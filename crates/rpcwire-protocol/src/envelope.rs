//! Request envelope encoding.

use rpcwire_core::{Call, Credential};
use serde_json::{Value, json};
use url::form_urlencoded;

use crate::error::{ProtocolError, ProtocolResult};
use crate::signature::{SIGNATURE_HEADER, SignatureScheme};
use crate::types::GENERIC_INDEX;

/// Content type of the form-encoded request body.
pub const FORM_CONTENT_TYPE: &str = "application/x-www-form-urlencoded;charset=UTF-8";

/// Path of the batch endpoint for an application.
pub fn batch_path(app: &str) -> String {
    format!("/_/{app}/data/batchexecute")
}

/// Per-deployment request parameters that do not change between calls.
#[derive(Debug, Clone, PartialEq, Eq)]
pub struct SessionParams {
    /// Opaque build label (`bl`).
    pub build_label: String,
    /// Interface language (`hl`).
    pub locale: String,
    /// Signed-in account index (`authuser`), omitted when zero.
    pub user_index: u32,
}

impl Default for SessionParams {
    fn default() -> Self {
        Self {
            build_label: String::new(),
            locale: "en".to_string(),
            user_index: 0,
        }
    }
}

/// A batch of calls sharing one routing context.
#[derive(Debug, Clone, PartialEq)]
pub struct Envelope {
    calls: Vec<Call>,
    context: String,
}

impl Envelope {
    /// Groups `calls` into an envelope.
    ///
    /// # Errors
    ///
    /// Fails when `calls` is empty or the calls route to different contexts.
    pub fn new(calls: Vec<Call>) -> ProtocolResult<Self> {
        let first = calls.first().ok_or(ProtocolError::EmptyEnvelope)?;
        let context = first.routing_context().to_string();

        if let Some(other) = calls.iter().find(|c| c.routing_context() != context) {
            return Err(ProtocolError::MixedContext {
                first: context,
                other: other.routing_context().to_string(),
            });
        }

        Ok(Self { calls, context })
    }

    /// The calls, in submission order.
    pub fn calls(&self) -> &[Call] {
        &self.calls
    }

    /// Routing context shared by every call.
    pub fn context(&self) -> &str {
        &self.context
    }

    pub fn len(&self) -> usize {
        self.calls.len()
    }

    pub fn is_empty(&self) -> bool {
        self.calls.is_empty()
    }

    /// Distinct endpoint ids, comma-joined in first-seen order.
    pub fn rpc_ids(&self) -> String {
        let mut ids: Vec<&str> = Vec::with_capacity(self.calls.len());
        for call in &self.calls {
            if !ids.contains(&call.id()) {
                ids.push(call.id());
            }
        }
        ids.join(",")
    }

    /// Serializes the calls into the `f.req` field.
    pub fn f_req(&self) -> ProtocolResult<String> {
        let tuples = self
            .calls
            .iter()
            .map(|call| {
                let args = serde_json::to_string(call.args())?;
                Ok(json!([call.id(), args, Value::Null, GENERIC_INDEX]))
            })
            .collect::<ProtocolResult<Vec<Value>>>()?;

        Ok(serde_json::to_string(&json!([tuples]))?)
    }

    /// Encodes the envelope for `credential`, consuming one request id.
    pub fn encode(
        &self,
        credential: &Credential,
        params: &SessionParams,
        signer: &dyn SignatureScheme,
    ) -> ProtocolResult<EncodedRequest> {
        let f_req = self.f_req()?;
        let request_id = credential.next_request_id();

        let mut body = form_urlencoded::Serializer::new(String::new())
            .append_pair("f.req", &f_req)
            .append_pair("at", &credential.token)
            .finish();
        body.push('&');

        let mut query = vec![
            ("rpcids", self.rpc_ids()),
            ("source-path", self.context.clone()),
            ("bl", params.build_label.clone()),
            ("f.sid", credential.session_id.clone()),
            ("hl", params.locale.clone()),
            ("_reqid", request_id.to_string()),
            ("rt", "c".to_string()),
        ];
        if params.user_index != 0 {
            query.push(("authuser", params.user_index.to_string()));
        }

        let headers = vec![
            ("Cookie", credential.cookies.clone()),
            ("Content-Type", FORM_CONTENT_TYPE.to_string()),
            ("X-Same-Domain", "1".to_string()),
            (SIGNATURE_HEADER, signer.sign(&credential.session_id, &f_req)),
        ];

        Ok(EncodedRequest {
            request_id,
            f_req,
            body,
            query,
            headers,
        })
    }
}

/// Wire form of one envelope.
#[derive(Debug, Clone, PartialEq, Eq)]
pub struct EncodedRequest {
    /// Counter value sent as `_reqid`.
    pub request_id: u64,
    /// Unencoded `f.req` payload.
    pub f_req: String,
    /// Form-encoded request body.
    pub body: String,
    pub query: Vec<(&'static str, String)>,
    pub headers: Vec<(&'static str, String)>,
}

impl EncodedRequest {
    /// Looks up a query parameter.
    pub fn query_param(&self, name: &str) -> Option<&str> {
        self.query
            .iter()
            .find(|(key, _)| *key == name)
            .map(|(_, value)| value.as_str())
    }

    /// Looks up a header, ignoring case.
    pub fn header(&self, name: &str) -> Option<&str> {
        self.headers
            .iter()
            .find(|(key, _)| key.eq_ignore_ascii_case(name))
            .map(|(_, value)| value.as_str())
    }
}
──────────────────────────────
Problem description.
Give the lines of the material above again, exactly, from its first line through the line that contains "change between calls." and no further.

Your response.
filename crates/rpcwire-protocol/src/envelope.rs
//! Request envelope encoding.

use rpcwire_core::{Call, Credential};
use serde_json::{Value, json};
use url::form_urlencoded;

use crate::error::{ProtocolError, ProtocolResult};
use crate::signature::{SIGNATURE_HEADER, SignatureScheme};
use crate::types::GENERIC_INDEX;

/// Content type of the form-encoded request body.
pub const FORM_CONTENT_TYPE: &str = "application/x-www-form-urlencoded;charset=UTF-8";

/// Path of the batch endpoint for an application.
pub fn batch_path(app: &str) -> String {
    format!("/_/{app}/data/batchexecute")
}

/// Per-deployment request parameters that do not change between calls.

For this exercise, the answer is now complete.